- Directed by: Jasmin Tarasin
- Screenplay by: Courtney Collins
- Produced by: Jasmin Tarasin, co-produced by Clare Lewis and Catherine Church
- Starring: Maeve Dermody Alexander England
- Cinematography: Meg White
- Edited by: Gabriella Muir
- Music by: Dan Luscombe
- Production companies: GoodChat Pure Pictures
- Distributed by: Maslow Entertainment
- Release date: 2026;
- Running time: 82 min.
- Country: Australia
- Language: English

= Life Could Be a Dream (film) =

2026 Australian film

Life Could Be a Dream is an Australian drama film directed by Jasmin Tarasin, with a screenplay by Courtney Collins. Starring Maeve Dermody and Alexander England, the film's storyline is centred around coercive control.

==Synopsis==
Real estate agent Sarah, aged 40, escapes a coercive, controlling marriage to Jake with her teenage son Otis, taking refuge in a mansion Sarah has been hired to sell, pretending to be on an overseas holiday. There are flashbacks to the marriage, and a separate strand showing Jake's current movements. Sarah and Otis face various challenges as they navigate life in the mansion. Otis flirts with the local grocery store owner's daughter Sati.

==Cast==
- Maeve Dermody as Sarah
- Alexander England as Jake
- Sonny McGee as Otis
- Noam Sen-Gupta as Sati
- Septimus Caton as The Gardener

==Production==
The screenplay of the film was written by author Courtney Collins, while it is directed by Jasmin Lee Tarasin, in her feature film directorial debut. Tarasin is known for her ABC TV documentary Utopia Girls, which was a finalist at the 2012 AACTA Awards and the NSW Premier's History Awards. She also directed the award-winning documentary series commissioned by SBS Television, The Closet Tales, a four-part documentary about prominent Australian fashion designers, screened in 2006.

Meg White, an Australian cinematographer base in the US, was responsible for filming. The casting director was Anousha Zarkesh.

Life Could Be a Dream was produced by Tarasin, and co-produced by Clare Lewis and Catherine Church through GoodChat, along with Pure Pictures, and supported by the Minderoo and Snow Foundations.

The score was created by Australian composer and musician Dan Luscombe, along with original tracks by Polish pianist Hania Rani and Australian musical duo Time for Dreams, consisting of Tom Carlyon and Amanda Roff.

The house used for Jake and Sarah's family home was that of Carla Zampatti, a friend of the director. She said that the extensive glass in the house acted as a metaphor, as a glass cage for Sarah. Sonny McGee, who plays Otis, is Tarasin's real-life son.

==Release==
Life Could Be a Dream was selected for screening at the Montreal Independent Film Festival in 2025.

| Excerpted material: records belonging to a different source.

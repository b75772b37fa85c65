//! Command-line arguments and the interactive console transport.

use crate::config::Config;
use crate::metrics::MetricsCollector;
use crate::session::{Keyboard, Outbound, Session};
use anyhow::Result;
use clap::Parser;
use rustyline::error::ReadlineError;
use rustyline::DefaultEditor;
use std::io::{self, Write};
use std::path::PathBuf;
use std::sync::Arc;

#[derive(Parser, Debug)]
#[command(name = "arthur", version, about = "Arthur, the moody pub singer chat bot")]
pub struct Args {
    /// Load only this config file (on top of built-in defaults)
    #[arg(long, env = "ARTHUR_CONFIG")]
    pub config: Option<PathBuf>,

    /// YAML template file to use instead of the built-in one
    #[arg(long, env = "ARTHUR_TEMPLATES")]
    pub templates: Option<PathBuf>,

    /// Anger needed to start a fight
    #[arg(long)]
    pub threshold: Option<u32>,

    /// Seed for fortune telling
    #[arg(long)]
    pub seed: Option<u64>,

    /// Print outbound messages as JSON lines
    #[arg(long)]
    pub json: bool,

    /// Validate the templates and exit
    #[arg(long)]
    pub check: bool,

    /// Debug logging
    #[arg(short, long)]
    pub verbose: bool,
}

impl Args {
    /// Apply command-line overrides to a loaded config
    pub fn apply(&self, config: &mut Config) {
        if let Some(path) = &self.templates {
            config.templates.path = Some(path.clone());
        }
        if self.threshold.is_some() {
            config.engine.anger_threshold = self.threshold;
        }
        if self.seed.is_some() {
            config.engine.seed = self.seed;
        }
    }
}

/// REPL-only commands, handled before the session sees the input
enum ReplCommand {
    Quit,
    Stats,
    Help,
}

impl ReplCommand {
    fn parse(line: &str) -> Option<Self> {
        match line.trim() {
            "/quit" | "/exit" => Some(Self::Quit),
            "/stats" => Some(Self::Stats),
            "/help" => Some(Self::Help),
            _ => None,
        }
    }
}

const HELP: &str = "\
/start    begin a conversation (talk to Arthur by name)
/oracle   go straight to fortune telling (also /bible)
/cancel   end the conversation
/stats    show metrics
/quit     leave";

/// Console transport: reads lines, feeds the session, prints replies
pub struct Repl {
    session: Session,
    metrics: Arc<MetricsCollector>,
    json: bool,
    history: Option<PathBuf>,
}

impl Repl {
    pub fn new(
        session: Session,
        metrics: Arc<MetricsCollector>,
        json: bool,
        history: Option<PathBuf>,
    ) -> Self {
        Self {
            session,
            metrics,
            json,
            history,
        }
    }

    pub fn run(&mut self) -> Result<()> {
        let mut editor = DefaultEditor::new()?;
        if let Some(path) = &self.history {
            // Missing history on first run is fine
            let _ = editor.load_history(path);
        }

        if !self.json {
            println!("Type /start to wake Arthur up, /help for commands.");
        }

        loop {
            let prompt = match self.session.mode() {
                Some(mode) => format!("[{}]> ", mode),
                None => "> ".to_string(),
            };
            let line = match editor.readline(&prompt) {
                Ok(line) => line,
                Err(ReadlineError::Interrupted) => continue,
                Err(ReadlineError::Eof) => break,
                Err(e) => return Err(e.into()),
            };
            if line.trim().is_empty() {
                continue;
            }
            editor.add_history_entry(line.as_str())?;

            match ReplCommand::parse(&line) {
                Some(ReplCommand::Quit) => break,
                Some(ReplCommand::Stats) => {
                    self.print_stats()?;
                    continue;
                }
                Some(ReplCommand::Help) => {
                    println!("{}", HELP);
                    continue;
                }
                None => {}
            }

            let reply = self.session.handle(&line);
            for message in &reply.messages {
                if let Some(delay) = message.delay() {
                    std::thread::sleep(delay);
                }
                self.print_message(message)?;
            }
        }

        if let Some(path) = &self.history {
            if let Some(parent) = path.parent() {
                std::fs::create_dir_all(parent)?;
            }
            if let Err(e) = editor.save_history(path) {
                tracing::warn!(path = %path.display(), error = %e, "failed to save history");
            }
        }
        Ok(())
    }

    fn print_message(&self, message: &Outbound) -> Result<()> {
        let mut out = io::stdout().lock();
        if self.json {
            writeln!(out, "{}", serde_json::to_string(message)?)?;
            return Ok(());
        }

        writeln!(out, "Arthur: {}", message.text)?;
        if let Keyboard::Show(rows) = &message.keyboard {
            for row in rows {
                let buttons: Vec<String> = row.iter().map(|c| format!("[ {} ]", c)).collect();
                writeln!(out, "    {}", buttons.join(" "))?;
            }
        }
        Ok(())
    }

    fn print_stats(&self) -> Result<()> {
        if self.json {
            println!("{}", serde_json::to_string(&self.metrics.json_snapshot())?);
        } else {
            print!("{}", self.metrics.prometheus_metrics()?);
        }
        Ok(())
    }
}
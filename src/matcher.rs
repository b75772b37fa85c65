//! First-match-wins search over an ordered rule table.

use crate::mode::Mode;
use crate::templates::Rule;

/// Per-engine record of which rules have already fired.
///
/// Indexed by position in the rule table it was created for, so two rules
/// never share a flag and a shared store is never mutated.
#[derive(Debug, Clone, Default)]
pub struct RuleUsage {
    asked: Vec<bool>,
}

impl RuleUsage {
    pub fn for_rules(rules: &[Rule]) -> Self {
        Self {
            asked: vec![false; rules.len()],
        }
    }

    pub fn is_asked(&self, index: usize) -> bool {
        self.asked.get(index).copied().unwrap_or(false)
    }

    fn mark(&mut self, index: usize) {
        if index >= self.asked.len() {
            self.asked.resize(index + 1, false);
        }
        self.asked[index] = true;
    }

    /// Number of rules that have fired at least once
    pub fn asked_count(&self) -> usize {
        self.asked.iter().filter(|a| **a).count()
    }
}

/// Outcome of a successful search
#[derive(Debug, Clone, PartialEq, Eq)]
pub struct Match {
    pub rule_index: usize,
    pub rule_id: String,
    pub text: String,
    pub anger_delta: u32,
    pub next_mode: Option<Mode>,
}

/// Find the first rule whose pattern occurs in `text` and render its reply.
///
/// Marks the winning rule as asked. Returns `None` when nothing matched,
/// which is different from a match whose reply happens to be empty.
pub fn search(text: &str, rules: &[Rule], usage: &mut RuleUsage) -> Option<Match> {
    rules.iter().enumerate().find_map(|(index, rule)| {
        let caps = rule.captures(text)?;
        let values = rule.extract(&caps);
        let reply = rule.template(usage.is_asked(index)).render(&values);
        usage.mark(index);
        Some(Match {
            rule_index: index,
            rule_id: rule.id.clone(),
            text: reply,
            anger_delta: rule.anger_delta,
            next_mode: rule.next_mode,
        })
    })
}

After a preview screening in Melbourne on 14 April 2026, followed by a Q&A session, the film was released in Australian cinemas on 14 May 2026, distributed by Maslow Entertainment.

==Reception==
Luke Buckmaster of The Guardian gave the film 4 out of 5 stars, calling it "a powerful, memorable film" and praising the direction, cinematography, and performances. Stephen A. Russell, writing in Screenhub, also gave it 4 out of 5 stars, calling it a "genuinely gut-wrenching Australian drama" and also praising the direction and performances. Both Buckmaster and Russell draw comparisons with the 2023 film Shayda.

==Accolades==
Tarasin won the award for Best Female Director at the Montreal Independent Film Festival in 2025.